### Your goal
Please copy each line of the listing that includes the string "BufWriter".

—————

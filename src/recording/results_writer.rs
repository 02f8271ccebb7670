//! One JSON line per finished game, one file per benchmark setting.

use std::fs::{self, OpenOptions};
use std::io::{BufRead, BufReader, BufWriter, Write};
use std::path::{Path, PathBuf};

use crate::arena::GameSettings;
use crate::recording::game_record::GameResult;

pub struct ResultsWriter {
    base_dir: PathBuf,
}

impl ResultsWriter {
    pub fn new<P: AsRef<Path>>(base_dir: P) -> std::io::Result<Self> {
        let base_dir = base_dir.as_ref().to_path_buf();
        fs::create_dir_all(&base_dir)?;
        Ok(Self { base_dir })
    }

    pub fn base_dir(&self) -> &Path {
        &self.base_dir
    }

    pub fn path_for(&self, settings: &GameSettings) -> PathBuf {
        self.base_dir.join(settings.results_file_name())
    }

    /// Appends `result` to its setting's file and returns that file's path.
    pub fn append(&self, result: &GameResult) -> crate::Result<PathBuf> {
        let path = self.path_for(&result.settings);
        let file = OpenOptions::new().create(true).append(true).open(&path)?;
        let mut writer = BufWriter::new(file);
        serde_json::to_writer(&mut writer, result)?;
        writer.write_all(b"\n")?;
        writer.flush()?;
        Ok(path)
    }
}

/// Reads every game stored in a results file. Blank lines are skipped.
pub fn read_results<P: AsRef<Path>>(path: P) -> crate::Result<Vec<GameResult>> {
    let reader = BufReader::new(fs::File::open(path)?);
    let mut results = Vec::new();
    for line in reader.lines() {
        let line = line?;
        if line.trim().is_empty() {
            continue;
        }
        results.push(serde_json::from_str(&line)?);
    }
    Ok(results)
}
//! Integration tests for the holdem_mcts library public API

use assert_matches::assert_matches;
use holdem_mcts::{
    game::{Emulator, GameState, Seat},
    mcts::{decide, Action, MctsConfig},
    policy::{FixedActionExpansion, PolicyKind},
    GameError, HoldemMctsError, Result, SearchError, DESCRIPTION, NAME, VERSION,
};
use rand::prelude::*;

#[test]
fn test_library_metadata() {
    assert!(!VERSION.is_empty());
    assert_eq!(NAME, "holdem_mcts");
    assert!(!DESCRIPTION.is_empty());
}

#[test]
fn test_error_conversions() {
    let game: HoldemMctsError = GameError::RoundFinished.into();
    assert_matches!(game, HoldemMctsError::Game(GameError::RoundFinished));

    let search: HoldemMctsError = SearchError::AgentNotSeated("x".to_string()).into();
    assert_matches!(search, HoldemMctsError::Search(_));

    let wrapped: SearchError = GameError::DeckExhausted.into();
    assert_matches!(wrapped, SearchError::Simulator(GameError::DeckExhausted));
}

#[test]
fn test_result_type_alias() {
    let success: Result<i32> = Ok(42);
    assert_eq!(success.unwrap(), 42);

    let failure: Result<i32> = Err(GameError::UnknownPlayer("ghost".to_string()).into());
    assert!(failure.is_err());
}

#[test]
fn test_decide_on_a_real_table() {
    let seats = vec![
        Seat::new("me", "Me", 200),
        Seat::new("v1", "Villain1", 200),
        Seat::new("v2", "Villain2", 200),
    ];
    let mut state = GameState::new(seats, 5).unwrap();
    let mut rng = StdRng::seed_from_u64(77);
    state.start_round(&mut rng).unwrap();

    // play until it is "me" to act
    while state.action_context().is_some_and(|c| c.player_uuid != "me") {
        let call = state.valid_actions().unwrap().call();
        state.apply_action(call).unwrap();
    }
    let context = state.action_context().unwrap();
    let sampled = state.determinize("me", &mut rng);

    let mut emulator = Emulator::new(PolicyKind::Random.build(), 1);
    let result = decide(
        &mut emulator,
        &FixedActionExpansion,
        &context,
        &sampled,
        "me",
        &MctsConfig::with_simulations(30),
    )
    .unwrap();

    assert_eq!(result.action_values.len(), Action::ALL.len());
    assert_eq!(result.initial_stack, state.stack_of("me").unwrap());
    let best = result.best_value().unwrap();
    assert!(result.action_values.iter().all(|v| v.value <= best));
    // chips already in the pot are sunk: folding is worth exactly 0
    assert_eq!(result.value_of(Action::Fold), Some(0.0));
    assert!(best >= 0.0);
}
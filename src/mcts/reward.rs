use crate::mcts::simulator::GameSimulator;

/// Chips won or lost by `agent` since the decision point.
///
/// Only meaningful once the round is over for the agent; any other state is
/// worth 0. A seat that disappeared counts as a stack of 0.
pub fn terminal_value<G>(simulator: &G, state: &G::State, agent: &str, initial_stack: u32) -> f64
where
    G: GameSimulator + ?Sized,
{
    if simulator.is_round_finished(state) || !simulator.is_active(state, agent) {
        let final_stack = simulator.stack_of(state, agent).unwrap_or(0);
        final_stack as f64 - initial_stack as f64
    } else {
        0.0
    }
}
use flexi_logger::{opt_format, Cleanup, Criterion, FileSpec, FlexiLoggerError, Logger, LoggerHandle, Naming};
use std::path::Path;

/// Starts the global logger. `RUST_LOG` wins over `level`; with a
/// `log_dir` the output goes to size-rotated files instead of stderr.
///
/// Keep the returned handle alive for as long as logging is needed.
pub fn setup_logging(level: &str, log_dir: Option<&Path>) -> Result<LoggerHandle, FlexiLoggerError> {
    let logger = Logger::try_with_env_or_str(level)?;
    let handle = match log_dir {
        Some(dir) => logger
            .log_to_file(FileSpec::default().directory(dir).basename("holdem_mcts"))
            .format(opt_format)
            .rotate(
                Criterion::Size(10 * 1024 * 1024),
                Naming::Numbers,
                Cleanup::KeepLogFiles(3),
            )
            .start()?,
        None => logger.format(flexi_logger::colored_default_format).start()?,
    };
    Ok(handle)
}
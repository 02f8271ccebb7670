use clap::Parser;
use std::error::Error;
use std::path::PathBuf;

use holdem_mcts::arena::{run_batch, run_game, BatchGrid, GameSettings, BOT_NAME};
use holdem_mcts::game::TableConfig;
use holdem_mcts::logging::setup_logging;
use holdem_mcts::mcts::MctsConfig;
use holdem_mcts::policy::PolicyKind;
use holdem_mcts::recording::{summarize_results, write_summary_csv, ResultsWriter, SummaryFilter};

#[derive(Parser, Debug)]
#[command(name = "holdem_mcts", about = "MCTS hold'em bot and its benchmark harness")]
struct Config {
    /// What to run
    #[arg(long, value_enum, default_value = "play")]
    mode: Mode,

    /// RNG seed for reproducible results
    #[arg(short = 'r', long, default_value_t = 2025)]
    seed: u64,

    /// Maximum number of rounds per game
    #[arg(long, default_value_t = 20)]
    rounds: u32,

    /// Number of opponents at the table
    #[arg(long, default_value_t = 2)]
    others: usize,

    /// Search cycles per candidate action
    #[arg(short = 's', long, default_value_t = 1000)]
    playouts: u32,

    /// Opponent policy
    #[arg(long, value_enum, default_value = "honest")]
    opponent: PolicyKind,

    /// Policy the bot assumes for every seat in its searches
    #[arg(long, value_enum, default_value = "random")]
    opponent_model: PolicyKind,

    #[arg(long, default_value_t = 200)]
    initial_stack: u32,

    #[arg(long, default_value_t = 5)]
    small_blind: u32,

    /// JSON file overriding the search settings (playouts and exploration)
    #[arg(long)]
    mcts_config: Option<PathBuf>,

    /// Games per setting in batch mode
    #[arg(short = 'g', long, default_value_t = 10)]
    games: usize,

    /// Opponent policies of the batch grid
    #[arg(long, value_enum, value_delimiter = ',', default_values = ["random", "honest"])]
    grid_opponents: Vec<PolicyKind>,

    /// Game lengths of the batch grid
    #[arg(long, value_delimiter = ',', default_values_t = [5, 10, 15, 20])]
    grid_rounds: Vec<u32>,

    /// Table sizes (opponent counts) of the batch grid
    #[arg(long, value_delimiter = ',', default_values_t = [1, 3, 5, 7])]
    grid_others: Vec<usize>,

    /// Search budgets of the batch grid
    #[arg(long, value_delimiter = ',', default_values_t = [100, 1000, 10000, 100000])]
    grid_playouts: Vec<u32>,

    /// Worker threads for batch mode (0 = one per core)
    #[arg(long, default_value_t = 0)]
    workers: usize,

    /// Directory of the per-setting JSON results
    #[arg(long, default_value = "gameplay_data")]
    results_dir: PathBuf,

    /// Do not store the result of a single game
    #[arg(long, default_value_t = false)]
    no_save: bool,

    /// Output of summarize mode
    #[arg(long, default_value = "gameplay_data/CSVs/average_profit.csv")]
    summary_csv: PathBuf,

    /// Only summarize games against this opponent
    #[arg(long, value_enum)]
    filter_opponent: Option<PolicyKind>,

    /// Log level, overridden by RUST_LOG
    #[arg(long, default_value = "info")]
    log_level: String,

    /// Write logs to rotated files in this directory instead of stderr
    #[arg(long)]
    log_dir: Option<PathBuf>,
}

#[derive(clap::ValueEnum, Clone, Debug, PartialEq, Eq)]
enum Mode {
    /// Play one game and print the final stacks
    Play,
    /// Play the whole benchmark grid in parallel
    Batch,
    /// Turn stored results into an average-profit CSV
    Summarize,
}

impl Config {
    fn table(&self) -> TableConfig {
        TableConfig {
            initial_stack: self.initial_stack,
            small_blind: self.small_blind,
            max_rounds: self.rounds,
        }
    }

    fn mcts(&self) -> Result<MctsConfig, Box<dyn Error>> {
        match &self.mcts_config {
            Some(path) => Ok(MctsConfig::load_from_file(path)?),
            None => Ok(MctsConfig::with_simulations(self.playouts)),
        }
    }
}

fn main() -> Result<(), Box<dyn Error>> {
    let config = Config::parse();
    let _logger = setup_logging(&config.log_level, config.log_dir.as_deref())?;

    log::info!("{} {}", holdem_mcts::NAME, holdem_mcts::VERSION);

    match config.mode {
        Mode::Play => play(&config),
        Mode::Batch => batch(&config),
        Mode::Summarize => summarize(&config),
    }
}

fn play(config: &Config) -> Result<(), Box<dyn Error>> {
    let settings = GameSettings {
        opponent: config.opponent,
        others: config.others,
        table: config.table(),
        mcts: config.mcts()?,
        opponent_model: config.opponent_model,
    };
    log::info!(
        "🃏 {} vs {} x {} | {} rounds | {}",
        BOT_NAME,
        settings.opponent,
        settings.others,
        settings.rounds(),
        settings.mcts.to_config_string()
    );

    let result = run_game(&settings, config.seed)?;
    for (name, stack) in &result.final_stacks {
        println!("{name:>10}: {stack}");
    }

    if !config.no_save {
        let path = ResultsWriter::new(&config.results_dir)?.append(&result)?;
        log::info!("result appended to {}", path.display());
    }
    Ok(())
}

fn batch(config: &Config) -> Result<(), Box<dyn Error>> {
    if config.workers > 0 {
        rayon::ThreadPoolBuilder::new()
            .num_threads(config.workers)
            .build_global()?;
    }

    let mcts = config.mcts()?;
    let grid = BatchGrid {
        opponents: config.grid_opponents.clone(),
        rounds: config.grid_rounds.clone(),
        others: config.grid_others.clone(),
        playouts: config.grid_playouts.clone(),
        games_per_setting: config.games,
        table: config.table(),
        exploration_constant: mcts.exploration_constant,
        opponent_model: config.opponent_model,
        base_seed: config.seed,
    };

    let writer = ResultsWriter::new(&config.results_dir)?;
    let results = run_batch(&grid, Some(&writer))?;

    let profits: Vec<i64> = results.iter().filter_map(|r| r.profit_of(BOT_NAME)).collect();
    let mean = profits.iter().sum::<i64>() as f64 / profits.len().max(1) as f64;
    log::info!("✅ {} games, mean profit {:.1}", results.len(), mean);
    Ok(())
}

fn summarize(config: &Config) -> Result<(), Box<dyn Error>> {
    let filter = SummaryFilter {
        opponent: config.filter_opponent.map(|kind| kind.player_label().to_string()),
        ..SummaryFilter::default()
    };
    let rows = summarize_results(&config.results_dir, BOT_NAME, &filter)?;
    if rows.is_empty() {
        log::warn!("no results found in {}", config.results_dir.display());
    }
    write_summary_csv(&config.summary_csv, &rows)?;
    log::info!("{} rows written to {}", rows.len(), config.summary_csv.display());
    Ok(())
}
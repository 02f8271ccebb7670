use crate::game::card::Card;
use crate::game::seat::SeatStatus;
use serde::{Deserialize, Serialize};

#[derive(Debug, Clone, Copy, PartialEq, Eq, PartialOrd, Ord, Serialize, Deserialize)]
#[serde(rename_all = "lowercase")]
pub enum Street {
    Preflop,
    Flop,
    Turn,
    River,
    Showdown,
    Finished,
}

/// Public information about one seat. Hole cards are never part of it.
#[derive(Debug, Clone, PartialEq, Serialize, Deserialize)]
pub struct SeatView {
    pub uuid: String,
    pub name: String,
    pub stack: u32,
    pub status: SeatStatus,
    pub street_bet: u32,
    pub round_bet: u32,
}

/// What every player at the table can see.
#[derive(Debug, Clone, PartialEq, Serialize, Deserialize)]
pub struct RoundState {
    pub round_count: u32,
    pub street: Street,
    pub community_cards: Vec<Card>,
    pub pot: u32,
    pub dealer_btn: usize,
    pub next_player: Option<usize>,
    pub small_blind: u32,
    pub seats: Vec<SeatView>,
}

impl RoundState {
    /// Players still contesting the pot.
    pub fn contenders(&self) -> usize {
        self.seats
            .iter()
            .filter(|s| matches!(s.status, SeatStatus::Active | SeatStatus::AllIn))
            .count()
    }
}
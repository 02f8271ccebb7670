//! Monte Carlo Tree Search decision engine.
//!
//! One decision builds one tree per candidate first action. Each tree is
//! grown with select → expand → simulate → backpropagate cycles:
//!
//! 1. **Selection**: descend by UCB1 until a leaf
//! 2. **Expansion**: a leaf visited once gets one child per abstract action
//! 3. **Simulation**: the simulator plays the round out with its own policies
//! 4. **Backpropagation**: max over children at the agent's own decisions,
//!    visit-weighted expectation at opponent/environment nodes
//!
//! The engine only reaches the game through [`GameSimulator`] and
//! [`ExpansionPolicy`].

pub mod action;
pub mod algorithm;
pub mod decision;
pub mod hyperparameters;
pub mod mcts_result;
pub mod node;
pub mod reward;
pub mod selection;
pub mod simulator;
pub mod tree;

#[cfg(test)]
pub(crate) mod test_util;

pub use action::Action;
pub use algorithm::MctsEngine;
pub use decision::decide;
pub use hyperparameters::MctsConfig;
pub use mcts_result::{ActionValue, MctsResult};
pub use node::{MctsNode, NodeId, NodeKind};
pub use simulator::{ExpansionPolicy, GameSimulator, Transition};
pub use tree::SearchTree;

use crate::game::GameError;

/// Errors that abort a search. None of them is recovered inside the engine.
#[derive(Debug, thiserror::Error)]
pub enum SearchError {
    #[error("Node {0:?} already has children")]
    NotALeaf(NodeId),

    #[error("Node {0:?} is terminal and cannot be expanded")]
    TerminalExpansion(NodeId),

    #[error("Node {0:?} has no action context")]
    MissingContext(NodeId),

    #[error("Agent {0} is not seated at the table")]
    AgentNotSeated(String),

    #[error("Invalid search configuration: {0}")]
    Config(String),

    #[error("Simulator error: {0}")]
    Simulator(#[from] GameError),
}
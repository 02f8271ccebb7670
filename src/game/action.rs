use crate::game::card::Card;
use crate::game::round_state::RoundState;
use serde::{Deserialize, Serialize};
use std::fmt;

#[derive(Debug, Clone, Copy, PartialEq, Eq, Hash, Serialize, Deserialize)]
#[serde(rename_all = "lowercase")]
pub enum PlayerAction {
    Fold,
    Call,
    Raise,
}

impl fmt::Display for PlayerAction {
    fn fmt(&self, f: &mut fmt::Formatter<'_>) -> fmt::Result {
        let name = match self {
            PlayerAction::Fold => "fold",
            PlayerAction::Call => "call",
            PlayerAction::Raise => "raise",
        };
        f.write_str(name)
    }
}

/// A concrete move: the action plus the street total it commits to.
/// For a fold the amount is 0.
#[derive(Debug, Clone, Copy, PartialEq, Eq, Serialize, Deserialize)]
pub struct PlayerDecision {
    pub action: PlayerAction,
    pub amount: u32,
}

impl PlayerDecision {
    pub fn fold() -> Self {
        Self {
            action: PlayerAction::Fold,
            amount: 0,
        }
    }

    pub fn call(amount: u32) -> Self {
        Self {
            action: PlayerAction::Call,
            amount,
        }
    }

    pub fn raise(amount: u32) -> Self {
        Self {
            action: PlayerAction::Raise,
            amount,
        }
    }
}

impl fmt::Display for PlayerDecision {
    fn fmt(&self, f: &mut fmt::Formatter<'_>) -> fmt::Result {
        write!(f, "{}({})", self.action, self.amount)
    }
}

#[derive(Debug, Clone, Copy, PartialEq, Eq, Serialize, Deserialize)]
pub struct RaiseRange {
    pub min: u32,
    pub max: u32,
}

/// Legal moves for the player to act. Amounts are street totals.
#[derive(Debug, Clone, PartialEq, Eq, Serialize, Deserialize)]
pub struct ValidActions {
    pub call_amount: u32,
    pub raise: Option<RaiseRange>,
}

impl ValidActions {
    pub fn fold(&self) -> PlayerDecision {
        PlayerDecision::fold()
    }

    pub fn call(&self) -> PlayerDecision {
        PlayerDecision::call(self.call_amount)
    }

    pub fn is_legal(&self, decision: &PlayerDecision) -> bool {
        match decision.action {
            PlayerAction::Fold => true,
            PlayerAction::Call => decision.amount == self.call_amount,
            PlayerAction::Raise => self
                .raise
                .is_some_and(|r| (r.min..=r.max).contains(&decision.amount)),
        }
    }
}

/// Everything a policy may look at when it is asked to act.
#[derive(Debug, Clone, Serialize, Deserialize)]
pub struct ActionContext {
    pub player_uuid: String,
    pub valid_actions: ValidActions,
    pub hole_cards: Vec<Card>,
    pub round_state: RoundState,
}

#[cfg(test)]
mod tests {
    use super::*;

    #[test]
    fn test_legality() {
        let valid = ValidActions {
            call_amount: 10,
            raise: Some(RaiseRange { min: 20, max: 200 }),
        };
        assert!(valid.is_legal(&PlayerDecision::fold()));
        assert!(valid.is_legal(&PlayerDecision::call(10)));
        assert!(!valid.is_legal(&PlayerDecision::call(5)));
        assert!(valid.is_legal(&PlayerDecision::raise(20)));
        assert!(valid.is_legal(&PlayerDecision::raise(200)));
        assert!(!valid.is_legal(&PlayerDecision::raise(201)));

        let no_raise = ValidActions {
            call_amount: 10,
            raise: None,
        };
        assert!(!no_raise.is_legal(&PlayerDecision::raise(20)));
    }

    #[test]
    fn test_display() {
        assert_eq!(PlayerDecision::raise(40).to_string(), "raise(40)");
        assert_eq!(PlayerDecision::fold().to_string(), "fold(0)");
    }
}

—————

### Written answer
use std::io::{BufRead, BufReader, BufWriter, Write};
        let mut writer = BufWriter::new(file);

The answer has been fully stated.